[Data records]
//! Cross-process run lock.
//!
//! `run` and `schedule` are separate processes sharing one data directory.
//! Both take this lock for the whole run, so only one of them drives the
//! catalog at a time.

use std::fs::{self, File, OpenOptions};
use std::io;
use std::path::{Path, PathBuf};

use fs2::FileExt;
use tracing::{debug, warn};

/// Exclusive advisory lock on a file in the data directory.
#[derive(Debug, Clone)]
pub struct RunLock {
    path: PathBuf,
}

/// Held for the length of a run; releases the lock when dropped.
#[derive(Debug)]
pub struct RunLockGuard {
    file: File,
    path: PathBuf,
}

impl RunLock {
    pub fn new(path: impl Into<PathBuf>) -> Self {
        Self { path: path.into() }
    }

    pub fn path(&self) -> &Path {
        &self.path
    }

    /// Take the lock, or `None` when another holder has it.
    pub fn try_acquire(&self) -> io::Result<Option<RunLockGuard>> {
        if let Some(parent) = self.path.parent().filter(|p| !p.as_os_str().is_empty()) {
            fs::create_dir_all(parent)?;
        }
        let file = OpenOptions::new()
            .create(true)
            .truncate(false)
            .write(true)
            .open(&self.path)?;

        match FileExt::try_lock_exclusive(&file) {
            Ok(()) => {
                debug!("Acquired run lock {}", self.path.display());
                Ok(Some(RunLockGuard {
                    file,
                    path: self.path.clone(),
                }))
            }
            Err(e) if is_contended(&e) => Ok(None),
            Err(e) => Err(e),
        }
    }
}

fn is_contended(e: &io::Error) -> bool {
    e.kind() == io::ErrorKind::WouldBlock
        || e.raw_os_error() == fs2::lock_contended_error().raw_os_error()
}

impl Drop for RunLockGuard {
    fn drop(&mut self) {
        if let Err(e) = FileExt::unlock(&self.file) {
            warn!("Failed to release run lock {}: {}", self.path.display(), e);
        }
    }
}

#[cfg(test)]
mod tests {
    use super::*;
    use tempfile::TempDir;

    #[test]
    fn test_second_holder_is_refused_until_release() {
        let dir = TempDir::new().unwrap();
        let path = dir.path().join("data").join("priceguard.lock");
        let first = RunLock::new(&path);
        let second = RunLock::new(&path);

        let guard = first.try_acquire().unwrap();
        assert!(guard.is_some());
        assert!(path.exists());
        assert!(second.try_acquire().unwrap().is_none());

        drop(guard);
        assert!(second.try_acquire().unwrap().is_some());
    }
}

Problem to solve -> Every entry is to be restated word for word, with nothing dropped.

Written reply ->
//! Cross-process run lock.
//!
//! `run` and `schedule` are separate processes sharing one data directory.
//! Both take this lock for the whole run, so only one of them drives the
//! catalog at a time.

use std::fs::{self, File, OpenOptions};
use std::io;
use std::path::{Path, PathBuf};

use fs2::FileExt;
use tracing::{debug, warn};

/// Exclusive advisory lock on a file in the data directory.
#[derive(Debug, Clone)]
pub struct RunLock {
    path: PathBuf,
}

/// Held for the length of a run; releases the lock when dropped.
#[derive(Debug)]
pub struct RunLockGuard {
    file: File,
    path: PathBuf,
}

impl RunLock {
    pub fn new(path: impl Into<PathBuf>) -> Self {
        Self { path: path.into() }
    }

    pub fn path(&self) -> &Path {
        &self.path
    }

    /// Take the lock, or `None` when another holder has it.
    pub fn try_acquire(&self) -> io::Result<Option<RunLockGuard>> {
        if let Some(parent) = self.path.parent().filter(|p| !p.as_os_str().is_empty()) {
            fs::create_dir_all(parent)?;
        }
        let file = OpenOptions::new()
            .create(true)
            .truncate(false)
            .write(true)
            .open(&self.path)?;

        match FileExt::try_lock_exclusive(&file) {
            Ok(()) => {
                debug!("Acquired run lock {}", self.path.display());
                Ok(Some(RunLockGuard {
                    file,
                    path: self.path.clone(),
                }))
            }
            Err(e) if is_contended(&e) => Ok(None),
            Err(e) => Err(e),
        }
    }
}

fn is_contended(e: &io::Error) -> bool {
    e.kind() == io::ErrorKind::WouldBlock
        || e.raw_os_error() == fs2::lock_contended_error().raw_os_error()
}

impl Drop for RunLockGuard {
    fn drop(&mut self) {
        if let Err(e) = FileExt::unlock(&self.file) {
            warn!("Failed to release run lock {}: {}", self.path.display(), e);
        }
    }
}

#[cfg(test)]
mod tests {
    use super::*;
    use tempfile::TempDir;

    #[test]
    fn test_second_holder_is_refused_until_release() {
        let dir = TempDir::new().unwrap();
        let path = dir.path().join("data").join("priceguard.lock");
        let first = RunLock::new(&path);
        let second = RunLock::new(&path);

        let guard = first.try_acquire().unwrap();
        assert!(guard.is_some());
        assert!(path.exists());
        assert!(second.try_acquire().unwrap().is_none());

        drop(guard);
        assert!(second.try_acquire().unwrap().is_some());
    }
}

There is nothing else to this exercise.